When he finished the job he rang the front doorbell again. I asked how it went and if he saw anything I should know about. He was slick with sweat, and dark bits of gutter gunk that he had blown out peppered his face and neck.
"Meet me back at the garage," I told him. "I’ll bring you a glass of ice water and your money."
The kids have broken almost all our glasses, so I looked in the kitchen cabinet for a big mug. It would take a lot of water and ice to cool him off. I touched the handle of my largest mug. It has the image of a name tag on it and says "Hello. My name is: Nasty Woman, PhD." Nah, I thought. I grabbed a slightly smaller cup covered with pastel polka dots, scooped ice cubes into it and filled it with water.

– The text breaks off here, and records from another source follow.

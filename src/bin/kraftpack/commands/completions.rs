//! `kraftpack completions` command
//!
//! Generates shell completions for various shells.

use std::io;

use anyhow::Result;
use clap::CommandFactory;
use clap_complete::generate;

use crate::cli::{Cli, CompletionsArgs};

pub fn execute(args: CompletionsArgs) -> Result<()> {
    let mut cmd = Cli::command();
    let name = cmd.get_name().to_string();

    generate(args.shell, &mut cmd, name, &mut io::stdout());

    Ok(())
}
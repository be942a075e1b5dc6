//! `kraftpack update` command

use anyhow::Result;

use crate::cli::UpdateArgs;
use kraftpack::catalog::{default_registry, PackageManager};
use kraftpack::ops;
use kraftpack::util::{GlobalContext, Shell, Status};

pub fn execute(args: UpdateArgs, shell: &Shell) -> Result<()> {
    let ctx = GlobalContext::new()?;
    let registry = default_registry(&ctx)?;

    let catalog: &dyn PackageManager = match &args.format {
        Some(format) => registry.from_format(format)?,
        None => &registry,
    };
    ops::update(catalog)?;
    shell.status(Status::Updated, format!("{} catalog", catalog.format()));

    Ok(())
}
//! Registry of catalog backends, keyed by format.
//!
//! Built once per invocation and passed by reference; there is no global
//! registration. The registry is itself a [`PackageManager`] that fans
//! queries out to every backend and routes package operations by format.

use anyhow::{bail, Result};

use crate::catalog::manager::{PackOptions, PackageManager, PullOptions};
use crate::catalog::query::CatalogQuery;
use crate::core::errors::KraftError;
use crate::core::package::Package;
use crate::core::target::Target;

/// Ordered collection of package managers. Earlier backends are searched first.
#[derive(Default)]
pub struct PackageManagerRegistry {
    managers: Vec<Box<dyn PackageManager>>,
}

impl PackageManagerRegistry {
    pub fn new() -> Self {
        PackageManagerRegistry::default()
    }

    /// Register a backend; a later one with the same format replaces it.
    pub fn register(&mut self, manager: Box<dyn PackageManager>) {
        self.managers.retain(|m| m.format() != manager.format());
        self.managers.push(manager);
    }

    pub fn with(mut self, manager: Box<dyn PackageManager>) -> Self {
        self.register(manager);
        self
    }

    /// The backend for `format`.
    pub fn from_format(&self, format: &str) -> Result<&dyn PackageManager> {
        self.managers
            .iter()
            .find(|m| m.format() == format)
            .map(|m| m.as_ref())
            .ok_or_else(|| {
                KraftError::StrategyUnavailable {
                    action: format!("handle package format '{}'", format),
                    reasons: vec![format!("registered formats: {}", self.formats().join(", "))],
                }
                .into()
            })
    }

    pub fn formats(&self) -> Vec<&str> {
        self.managers.iter().map(|m| m.format()).collect()
    }

    pub fn len(&self) -> usize {
        self.managers.len()
    }

    pub fn is_empty(&self) -> bool {
        self.managers.is_empty()
    }

    fn for_package(&self, pkg: &Package) -> Result<&dyn PackageManager> {
        if pkg.format.is_empty() {
            bail!("package {} does not name a format", pkg);
        }
        self.from_format(&pkg.format)
    }
}

impl PackageManager for PackageManagerRegistry {
    fn format(&self) -> &str {
        "all"
    }

    fn catalog(&self, query: &CatalogQuery) -> Result<Vec<Package>> {
        let mut found = Vec::new();
        for manager in &self.managers {
            let packages = manager
                .catalog(query)
                .map_err(|e| KraftError::external("catalog query", format!("{} ({})", query, manager.format()), e))?;
            tracing::debug!(
                "{} catalog returned {} result(s) for {}{}",
                manager.format(),
                packages.len(),
                query,
                if query.remote { " (remote)" } else { "" }
            );
            found.extend(packages);
        }
        Ok(found)
    }

    fn pull(&self, pkg: &Package, opts: &PullOptions) -> Result<()> {
        self.for_package(pkg)?
            .pull(pkg, opts)
            .map_err(|e| KraftError::external("pull", pkg.label(), e))
    }

    fn push(&self, pkg: &Package) -> Result<()> {
        self.for_package(pkg)?
            .push(pkg)
            .map_err(|e| KraftError::external("push", pkg.label(), e))
    }

    fn update(&self) -> Result<()> {
        for manager in &self.managers {
            manager
                .update()
                .map_err(|e| KraftError::external("catalog update", manager.format(), e))?;
        }
        Ok(())
    }

    fn add_source(&self, source: &str) -> Result<()> {
        match self.managers.iter().find(|m| m.is_compatible(source)) {
            Some(manager) => manager.add_source(source),
            None => bail!("no package manager is compatible with source: {}", source),
        }
    }

    fn remove_source(&self, source: &str) -> Result<()> {
        for manager in &self.managers {
            manager.remove_source(source)?;
        }
        Ok(())
    }

    fn pack(&self, _target: &Target, _opts: &PackOptions) -> Result<Vec<Package>> {
        bail!("a package format must be selected before packaging")
    }

    fn is_compatible(&self, source: &str) -> bool {
        self.managers.iter().any(|m| m.is_compatible(source))
    }

    fn sources(&self) -> Vec<String> {
        let mut all: Vec<String> = Vec::new();
        for source in self.managers.iter().flat_map(|m| m.sources()) {
            if !all.contains(&source) {
                all.push(source);
            }
        }
        all
    }
}
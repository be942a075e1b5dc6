//! Per-unit progress: live bars when rendering, log lines otherwise.

use std::sync::atomic::{AtomicU64, Ordering};
use std::sync::Arc;

use indicatif::{MultiProgress, ProgressBar, ProgressDrawTarget, ProgressStyle};

/// Bar resolution; fractions are scaled to this many steps.
const STEPS: u64 = 1000;

/// Creates one [`ProgressHandle`] per unit of a phase.
pub struct ProgressView {
    multi: Option<MultiProgress>,
    phase: String,
}

impl ProgressView {
    pub fn new(phase: &str, render: bool) -> Self {
        let multi = render.then(|| MultiProgress::with_draw_target(ProgressDrawTarget::stderr()));
        ProgressView {
            multi,
            phase: phase.to_string(),
        }
    }

    pub fn unit(&self, name: &str) -> ProgressHandle {
        let bar = self.multi.as_ref().map(|multi| {
            let bar = multi.add(ProgressBar::new(STEPS));
            if let Ok(style) =
                ProgressStyle::default_bar().template("{spinner:.green} {msg:40} [{bar:30.cyan/blue}] {percent:>3}%")
            {
                bar.set_style(style.progress_chars("#>-"));
            }
            bar.set_message(name.to_string());
            bar
        });

        ProgressHandle {
            fraction: Arc::new(AtomicU64::new(0f64.to_bits())),
            bar,
            label: format!("{}: {}", self.phase, name),
        }
    }
}

/// Reports one unit's completion fraction.
#[derive(Clone)]
pub struct ProgressHandle {
    fraction: Arc<AtomicU64>,
    bar: Option<ProgressBar>,
    label: String,
}

impl ProgressHandle {
    /// A handle that only records, with nothing drawn.
    pub fn detached(label: impl Into<String>) -> Self {
        ProgressHandle {
            fraction: Arc::new(AtomicU64::new(0f64.to_bits())),
            bar: None,
            label: label.into(),
        }
    }

    pub fn report(&self, fraction: f64) {
        let fraction = if fraction.is_nan() { 0.0 } else { fraction.clamp(0.0, 1.0) };
        self.fraction.store(fraction.to_bits(), Ordering::SeqCst);
        if let Some(bar) = &self.bar {
            bar.set_position((fraction * STEPS as f64) as u64);
        }
    }

    pub fn fraction(&self) -> f64 {
        f64::from_bits(self.fraction.load(Ordering::SeqCst))
    }

    pub(crate) fn started(&self) {
        match &self.bar {
            Some(bar) => bar.tick(),
            None => tracing::info!("{}", self.label),
        }
    }

    pub(crate) fn finished(&self, ok: bool) {
        if ok {
            self.report(1.0);
        }
        match &self.bar {
            Some(bar) if ok => bar.finish(),
            Some(bar) => bar.abandon_with_message(format!("{} (failed)", self.label)),
            None if ok => tracing::debug!("{}: done", self.label),
            None => tracing::warn!("{}: failed", self.label),
        }
    }
}
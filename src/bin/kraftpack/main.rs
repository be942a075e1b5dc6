//! kraftpack CLI - resolve, fetch, build and package unikernels

use anyhow::Result;
use clap::Parser;
use tracing_subscriber::EnvFilter;

use kraftpack::core::KraftError;
use kraftpack::util::diagnostic::KraftfileParseError;
use kraftpack::util::Shell;

mod cli;
mod commands;

use cli::{Cli, Commands};

fn main() {
    // Parse CLI
    let cli = Cli::parse();

    // Set up logging; RUST_LOG wins over the flags
    let filter = EnvFilter::try_from_default_env().unwrap_or_else(|_| {
        if cli.verbose {
            EnvFilter::new("kraftpack=debug")
        } else if cli.quiet {
            EnvFilter::new("kraftpack=error")
        } else {
            EnvFilter::new("kraftpack=info")
        }
    });

    tracing_subscriber::fmt()
        .with_env_filter(filter)
        .with_target(false)
        .without_time()
        .with_writer(std::io::stderr)
        .init();

    let shell = Shell::from_flags(cli.quiet, cli.verbose, cli.color);

    if let Err(e) = run(cli.command, &shell) {
        report(&e, shell.use_color());
        std::process::exit(1);
    }
}

fn run(command: Commands, shell: &Shell) -> Result<()> {
    match command {
        Commands::Build(args) => commands::build::execute(args, shell),
        Commands::Pkg(args) => commands::pkg::execute(args, shell),
        Commands::Pull(args) => commands::pull::execute(args, shell),
        Commands::Rootfs(args) => commands::rootfs::execute(args, shell),
        Commands::Source(args) => commands::source::execute(args, shell),
        Commands::Update(args) => commands::update::execute(args, shell),
        Commands::Completions(args) => commands::completions::execute(args),
    }
}

/// Print the error chain along with the context and hints a typed error carries.
fn report(e: &anyhow::Error, color: bool) {
    if let Some(parse) = e.downcast_ref::<KraftfileParseError>() {
        eprintln!("error: {:#}", e);
        eprintln!("{}", parse.render());
        return;
    }

    match e.downcast_ref::<KraftError>() {
        Some(err) => {
            let mut diag = err.to_diagnostic();
            diag.message = format!("{:#}", e);
            eprint!("{}", diag.format(color));
        }
        None => eprintln!("error: {:#}", e),
    }
}
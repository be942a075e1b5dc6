//! Building a unikernel from source with the unikraft build system.

use std::path::Path;

use anyhow::{bail, Context, Result};

use crate::builder::env::{env_kconfig, merged_env};
use crate::builder::{BuildContext, Builder, MakeOptions};
use crate::core::target::{filter, select};
use crate::core::{Capability, KraftError};
use crate::resolver::{DependencyResolver, ResolveOptions};
use crate::scheduler::{Phase, ProcessModel, ProcessOptions, WorkUnit};

pub struct UnikraftBuilder;

impl Builder for UnikraftBuilder {
    fn name(&self) -> &'static str {
        "unikraft"
    }

    fn capable(&self, ctx: &BuildContext<'_>) -> Capability {
        let project = &ctx.project;
        Capability::when(project.core.is_some() || project.template.is_some(), || {
            "project declares no unikraft core or template".to_string()
        })
    }

    fn prepare(&self, ctx: &mut BuildContext<'_>) -> Result<()> {
        let opts = &ctx.options;
        opts.constraints.validate()?;

        if opts.force_pull || !opts.no_update {
            tracing::info!("updating package catalog");
            ctx.catalog.update().context("could not update the package catalog")?;
        }

        // Hints for the catalog come from the targets declared before any
        // template is merged in.
        let hinted = filter(&ctx.project.targets, &opts.constraints)?;
        let resolver = DependencyResolver::new(
            ctx.catalog,
            ResolveOptions {
                force_pull: opts.force_pull,
                use_cache: opts.use_cache,
                prompter: opts.prompter,
                process: opts.process.clone(),
                cancel: opts.cancel.clone(),
            },
        );
        let resolution = resolver.resolve(&mut ctx.project, &hinted)?;
        if !resolution.fetched.is_empty() {
            tracing::info!("fetched {} component(s)", resolution.fetched.len());
        }

        ctx.targets = select(
            &ctx.project.targets,
            &ctx.options.constraints,
            ctx.options.prompter,
            "build",
        )?;
        Ok(())
    }

    fn build(&self, ctx: &mut BuildContext<'_>) -> Result<()> {
        let env = merged_env(&ctx.project.env, &ctx.options.env);
        let jobs = ctx.make_jobs();
        let log_file = ctx.options.log_file.as_deref();
        let project = &ctx.project;
        let driver = ctx.driver;

        let mut phase = Phase::build("building");
        for target in &ctx.targets {
            let extra = env_kconfig(&env, &project.kconfig_for(target));
            let make_opts = move |cancel: &crate::scheduler::CancelToken| MakeOptions {
                jobs,
                log_file: log_file.map(Path::to_path_buf),
                cancel: cancel.clone(),
            };

            phase.push(WorkUnit::new(format!("configuring {}", target.name), move |unit| {
                driver
                    .configure(project, target, &extra, &make_opts(unit.cancel_token()))
                    .map_err(|e| KraftError::external("configure", &target.name, e))
            }));
            phase.push(WorkUnit::new(format!("building {}", target.name), move |unit| {
                driver
                    .build(project, target, &make_opts(unit.cancel_token()))
                    .map_err(|e| KraftError::external("build", &target.name, e))?;
                if !target.kernel.is_file() {
                    bail!(
                        "build of {} finished but the kernel was not produced at {}",
                        target.name,
                        target.kernel.display()
                    );
                }
                Ok(())
            }));
        }

        // A failed build is never skipped over.
        let options = ProcessOptions {
            fail_fast: true,
            ..ctx.options.process.clone()
        };
        ProcessModel::new(options)
            .with_cancel(ctx.options.cancel.clone())
            .run(phase)?;

        for target in &ctx.targets {
            let size = std::fs::metadata(&target.kernel)
                .with_context(|| format!("failed to stat {}", target.kernel.display()))?
                .len();
            tracing::info!("{}: {} ({} bytes)", target.name, target.kernel.display(), size);
            ctx.artifacts.statistics.insert(target.name.clone(), size);
            ctx.artifacts.add_binary(&target.kernel);
        }
        Ok(())
    }
}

"Looks like we’re on opposite ends of the political spectrum," I said as I handed him the mug outside. "I see you have a MAGA hat in your pickup."
"Yeah, and I’m going to have a big Trump 2020 sign put on my tailgate," he said, "but I have to wait until the guy can get to me." Then he told me about the t-shirt, poster and other paraphernalia he already had.
"Is that right," I said. "Well, I hope he loses so badly that it shames even someone as shameless as him."
We went back and forth for a bit, both of us dug in on our sides but never losing our friendly tone. "Trump’s smart," he told me. "And he’s a businessman."
"Have you ever lost a job," I asked, "after someone saw your red Trump hat?"
"What? No," he said.
If I would have seen that hat when he came to give an estimate, I would have said thanks but no thanks. There are plenty of people who clean gutters who don’t support Trump or at least don’t wave it in your face. And I know there are plenty of customers who would love to give the job to a guy with a red hat. Or a Confederate flag. Or a capital Q. Not me.
"Well, I don’t want to talk about politics," he said.
That got me. He was talking plenty with his red hat, tailgate sign and posters. And I understand. I have my mug. A friend gave me a pin with Robert Mueller’s face on it. After Michael Brown was killed in 2014, I bought Black Lives Matter yard signs from the Ferguson public library. Each one of them was stolen during the night, and eventually I quit replacing them.
He handed me the empty mug. I handed him his money and said, "Thanks for your work." As he drove off and I closed the garage door it hit me that he had cash in his pocket and I had no receipt. The guy who wants Trump to win because he is a smart businessman won’t be paying any income taxes on that money. Sounds about right, I thought.